In the end, we didn’t form any kind of partnership. Elizabeth didn’t want our agreement to fall under Pierluigi’s authority. But he did at least begin to allow his employees to sign their work, while I—out of loyalty to him and all my friends and colleagues—stayed with his agency. I allowed Pierluigi to keep representing me in order to keep his company alive as long as he could.
Meanwhile, wanting to spend as much time with Claudye as possible, I turned down a lot of offers—from movie stars and major fashion houses to production companies wanting layouts for their movies. But there was one I simply couldn’t decline: when I was asked to go to Iran to photograph the shah, his famously beautiful wife, Princess Farah Diba, and their family. When I explained that I was still on my honeymoon, the shah kindly invited Claudye along too. We’d never been to Iran, so we were delighted to take the trip and, in the process, prolong our honeymoon.

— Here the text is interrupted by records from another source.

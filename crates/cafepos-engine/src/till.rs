//! # Till Manager
//!
//! Lifecycle of a cash-register session per operator: open → closed.
//!
//! At most one session is open per operator. Opening while one exists
//! fails with `TillAlreadyOpen`; the decision to force-close belongs to
//! the boundary (interactive confirmation), which then calls
//! [`TillManager::close_existing`] before retrying.
//!
//! Closing never blocks on a declared-vs-expected mismatch - the variance
//! is reported in the summary for manual reconciliation.

use chrono::Utc;
use serde::{Deserialize, Serialize};
use serde_json::json;
use tracing::info;

use cafepos_core::{validation, CoreError, Money, TillSession, TillStatus};
use cafepos_db::repository::generate_id;
use cafepos_db::Database;

use crate::audit;
use crate::error::EngineResult;

/// The till manager component.
#[derive(Debug, Clone)]
pub struct TillManager {
    db: Database,
}

/// Result of closing a till session.
///
/// `expected_total` is the sum of net totals of all sales bound to the
/// session; `declared_total` is what the operator counted. A mismatch is
/// reported here, never rejected.
#[derive(Debug, Clone, Copy, Serialize, Deserialize)]
pub struct TillCloseSummary {
    pub expected_total: Money,
    pub declared_total: Money,
}

impl TillCloseSummary {
    /// Declared minus expected: positive means cash over, negative short.
    #[inline]
    pub fn variance(&self) -> Money {
        self.declared_total - self.expected_total
    }
}

impl TillManager {
    /// Creates a till manager over the given database handle.
    pub fn new(db: Database) -> Self {
        TillManager { db }
    }

    /// Opens a new session for the operator.
    ///
    /// Fails with `InvalidInput` on a negative opening balance and with
    /// `TillAlreadyOpen` when the operator still has an open session
    /// (lookup-before-insert keeps the one-open-session invariant).
    pub async fn open(
        &self,
        operator_id: &str,
        opening_balance: Money,
    ) -> EngineResult<TillSession> {
        validation::validate_opening_balance(opening_balance).map_err(CoreError::from)?;

        if let Some(existing) = self.db.tills().find_open(operator_id).await? {
            return Err(CoreError::TillAlreadyOpen {
                session_id: existing.id,
            }
            .into());
        }

        let session = TillSession {
            id: generate_id(),
            operator_id: operator_id.to_string(),
            status: TillStatus::Open,
            opening_balance_cents: opening_balance.cents(),
            closing_balance_cents: None,
            opened_at: Utc::now(),
            closed_at: None,
        };
        self.db.tills().insert(&session).await?;

        info!(session_id = %session.id, operator_id, opening = %opening_balance, "till opened");

        audit::record_event(
            &self.db,
            operator_id,
            "till_opened",
            json!({ "session_id": session.id, "opening_cents": opening_balance.cents() }),
        )
        .await;

        Ok(session)
    }

    /// The operator's currently open session, if any. Pure lookup.
    pub async fn get_open(&self, operator_id: &str) -> EngineResult<Option<TillSession>> {
        Ok(self.db.tills().find_open(operator_id).await?)
    }

    /// Force-closes the operator's open session, if any, without a
    /// declared balance. Returns the closed session id.
    ///
    /// Called by the boundary after the operator confirms overriding an
    /// existing session.
    pub async fn close_existing(&self, operator_id: &str) -> EngineResult<Option<String>> {
        let Some(existing) = self.db.tills().find_open(operator_id).await? else {
            return Ok(None);
        };

        self.db.tills().close(&existing.id, None, Utc::now()).await?;

        info!(session_id = %existing.id, operator_id, "till force-closed");

        audit::record_event(
            &self.db,
            operator_id,
            "till_closed",
            json!({ "session_id": existing.id, "forced": true }),
        )
        .await;

        Ok(Some(existing.id))
    }

    /// Closes a session with the operator's declared balance and reports
    /// the expected total for reconciliation.
    ///
    /// Fails with `NotFound` if the id doesn't reference an open session.
    /// The guarded update re-checks session state in the store, never a
    /// stale in-memory copy. Expected total is computed after the close so
    /// no sale can slip in between.
    pub async fn close(
        &self,
        session_id: &str,
        declared_total: Money,
    ) -> EngineResult<TillCloseSummary> {
        let transitioned = self
            .db
            .tills()
            .close(session_id, Some(declared_total.cents()), Utc::now())
            .await?;
        if !transitioned {
            return Err(CoreError::not_found("open till session", session_id).into());
        }

        let expected_total = Money::from_cents(self.db.tills().sum_net_for_session(session_id).await?);

        let summary = TillCloseSummary {
            expected_total,
            declared_total,
        };

        info!(
            session_id,
            expected = %summary.expected_total,
            declared = %summary.declared_total,
            variance = %summary.variance(),
            "till closed"
        );

        // The session row knows its operator; for the event we look it up.
        if let Some(session) = self.db.tills().get_by_id(session_id).await? {
            audit::record_event(
                &self.db,
                &session.operator_id,
                "till_closed",
                json!({
                    "session_id": session_id,
                    "expected_cents": summary.expected_total.cents(),
                    "declared_cents": summary.declared_total.cents(),
                }),
            )
            .await;
        }

        Ok(summary)
    }
}

// =============================================================================
// Unit Tests
// =============================================================================

#[cfg(test)]
mod tests {
    use super::*;
    use crate::error::EngineError;
    use crate::testutil;

    #[tokio::test]
    async fn test_open_and_get_open() {
        let db = testutil::db().await;
        let tills = TillManager::new(db.clone());
        let operator_id = testutil::seed_operator(&db, "Marta").await;

        assert!(tills.get_open(&operator_id).await.unwrap().is_none());

        let session = tills.open(&operator_id, Money::from_cents(5000)).await.unwrap();
        assert_eq!(session.status, TillStatus::Open);
        assert_eq!(session.opening_balance_cents, 5000);

        let found = tills.get_open(&operator_id).await.unwrap().unwrap();
        assert_eq!(found.id, session.id);
    }

    #[tokio::test]
    async fn test_open_rejects_negative_balance() {
        let db = testutil::db().await;
        let tills = TillManager::new(db.clone());
        let operator_id = testutil::seed_operator(&db, "Marta").await;

        let err = tills
            .open(&operator_id, Money::from_cents(-100))
            .await
            .unwrap_err();
        assert!(matches!(
            err,
            EngineError::Domain(CoreError::InvalidInput(_))
        ));
        assert!(tills.get_open(&operator_id).await.unwrap().is_none());
    }

    #[tokio::test]
    async fn test_open_requires_closing_existing_first() {
        let db = testutil::db().await;
        let tills = TillManager::new(db.clone());
        let operator_id = testutil::seed_operator(&db, "Marta").await;

        let first = tills.open(&operator_id, Money::zero()).await.unwrap();

        let err = tills.open(&operator_id, Money::zero()).await.unwrap_err();
        assert!(matches!(
            err,
            EngineError::Domain(CoreError::TillAlreadyOpen { ref session_id }) if *session_id == first.id
        ));

        // The boundary confirms, force-closes, then reopens.
        let closed = tills.close_existing(&operator_id).await.unwrap();
        assert_eq!(closed.as_deref(), Some(first.id.as_str()));
        tills.open(&operator_id, Money::zero()).await.unwrap();
    }

    #[tokio::test]
    async fn test_close_existing_without_open_session() {
        let db = testutil::db().await;
        let tills = TillManager::new(db.clone());
        let operator_id = testutil::seed_operator(&db, "Marta").await;

        assert!(tills.close_existing(&operator_id).await.unwrap().is_none());
    }

    #[tokio::test]
    async fn test_operators_open_tills_independently() {
        let db = testutil::db().await;
        let tills = TillManager::new(db.clone());
        let marta = testutil::seed_operator(&db, "Marta").await;
        let jonas = testutil::seed_operator(&db, "Jonas").await;

        tills.open(&marta, Money::from_cents(5000)).await.unwrap();
        tills.open(&jonas, Money::from_cents(2000)).await.unwrap();

        assert_eq!(
            tills.get_open(&marta).await.unwrap().unwrap().opening_balance_cents,
            5000
        );
        assert_eq!(
            tills.get_open(&jonas).await.unwrap().unwrap().opening_balance_cents,
            2000
        );
    }

    #[tokio::test]
    async fn test_close_reports_mismatch_without_blocking() {
        let db = testutil::db().await;
        let tills = TillManager::new(db.clone());
        let operator_id = testutil::seed_operator(&db, "Marta").await;

        let session = tills.open(&operator_id, Money::from_cents(5000)).await.unwrap();

        // No sales: expected 0, declared 48.75 - closing still succeeds.
        let summary = tills.close(&session.id, Money::from_cents(4875)).await.unwrap();
        assert_eq!(summary.expected_total.cents(), 0);
        assert_eq!(summary.declared_total.cents(), 4875);
        assert_eq!(summary.variance().cents(), 4875);

        let closed = db.tills().get_by_id(&session.id).await.unwrap().unwrap();
        assert_eq!(closed.status, TillStatus::Closed);
        assert_eq!(closed.closing_balance_cents, Some(4875));
    }

    #[tokio::test]
    async fn test_close_twice_fails_with_not_found() {
        let db = testutil::db().await;
        let tills = TillManager::new(db.clone());
        let operator_id = testutil::seed_operator(&db, "Marta").await;

        let session = tills.open(&operator_id, Money::zero()).await.unwrap();
        tills.close(&session.id, Money::zero()).await.unwrap();

        let err = tills.close(&session.id, Money::zero()).await.unwrap_err();
        assert!(matches!(
            err,
            EngineError::Domain(CoreError::NotFound { .. })
        ));
    }

    #[tokio::test]
    async fn test_till_events_are_audited() {
        let db = testutil::db().await;
        let tills = TillManager::new(db.clone());
        let operator_id = testutil::seed_operator(&db, "Marta").await;

        let session = tills.open(&operator_id, Money::zero()).await.unwrap();
        tills.close(&session.id, Money::zero()).await.unwrap();

        assert_eq!(db.audit().count().await.unwrap(), 2);
    }
}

By sheer coincidence, before we were due to leave, an exhibition about Iran opened on the Champs-Elysées in Paris. Claudye and I went, hoping to get some idea of what we could expect to see on our trip. We met Mehd Bushehri, the husband of the shah’s twin sister, Princess Ashraf, and we spoke with an Iranian journalist. He told me that Farah would almost certainly make me wait—a lot—so I’d have to be very patient with the family. He recommended that I charge an hourly fee. I appreciated the advice.
When we got off the plane in Tehran we were met by a television crew and a local reporter, who insisted on interviewing me immediately. Elizabeth Taylor’s personal photographer was in Iran to photograph the shah and Farah. It was a huge event for the Iranians as well as for the shah, who was eager to modernize his country and its image in the West.

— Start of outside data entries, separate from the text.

//! Fire-and-forget audit event notifications.
//!
//! A failed audit write is logged to the diagnostic channel and swallowed;
//! it never aborts or rolls back the operation that triggered it.

use tracing::warn;

use cafepos_db::Database;

pub(crate) async fn record_event(
    db: &Database,
    operator_id: &str,
    event: &str,
    detail: serde_json::Value,
) {
    if let Err(err) = db
        .audit()
        .record(Some(operator_id), event, Some(&detail.to_string()))
        .await
    {
        warn!(error = %err, event, "audit log write failed");
    }
}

After the interview, the shah sent a driver to collect us. We were given a beautiful suite in the Royal Hilton, and the driver was at our complete disposal. He took us to visit Persepolis, Shiraz, the bazaar. Tehran’s modernity surprised me. It reminded me a lot of Milan, full of rich, well-dressed people, luxury restaurants, five-star hotels. But the moment you left the city, the scene shifted to two thousand years ago: camels everywhere, people dressed like Lawrence of Arabia extras drinking tea and smoking narghile by the side of the road. At one point we came upon a mountain covered with carpets. An incredible sight. There was a lake at the foot of the mountain where people went to wash their carpets, which they then laid out to dry across the ridge. As in Africa, there was an incredible disparity between the rich and poor, the urban centers and rural communities.
On my first day at work, Claudye was invited to accompany me to the palace. The shah’s assistants took me to a room where I was to photograph Farah in front of a particular painting. They explained the protocol to me, how I was supposed to address Her Royal Highness, how I was never to touch her, how I had to stand at least three meters away. All those rules and formality made me very nervous. Heck, I was about to meet a full-blooded queen!

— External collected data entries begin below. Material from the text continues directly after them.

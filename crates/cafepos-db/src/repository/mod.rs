//! # Repository Implementations
//!
//! One repository per aggregate. Each holds a `SqlitePool` for pool-level
//! reads and single-statement writes; modules additionally export
//! `&mut SqliteConnection` functions for writes that must run inside a
//! caller-owned transaction (sale persist, ledger adjust).

pub mod audit;
pub mod customer;
pub mod operator;
pub mod product;
pub mod sale;
pub mod stock;
pub mod till;

use uuid::Uuid;

/// Generates a new UUID v4 row id.
pub fn generate_id() -> String {
    Uuid::new_v4().to_string()
}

Then Farah arrived wearing a Christian Dior dress, heavy makeup, and an elaborate hairdo. Uh-oh. Daywear with evening-style makeup and hair, plus a dress that did nothing for her legs (though perhaps she thought it did). My nervousness gave way to a distinct uneasiness. I knew how to work with cinema stars and producers in order to get the best shots for selling a movie. But royalty was different. Farah’s look was totally wrong. The photos would come out all wrong, to her detriment as well as mine. But how can you tell a queen that she’s chosen the wrong look? I thought about just snapping a few shots and then running out of there. But my father’s voice, and his high professional standards, wouldn’t let me.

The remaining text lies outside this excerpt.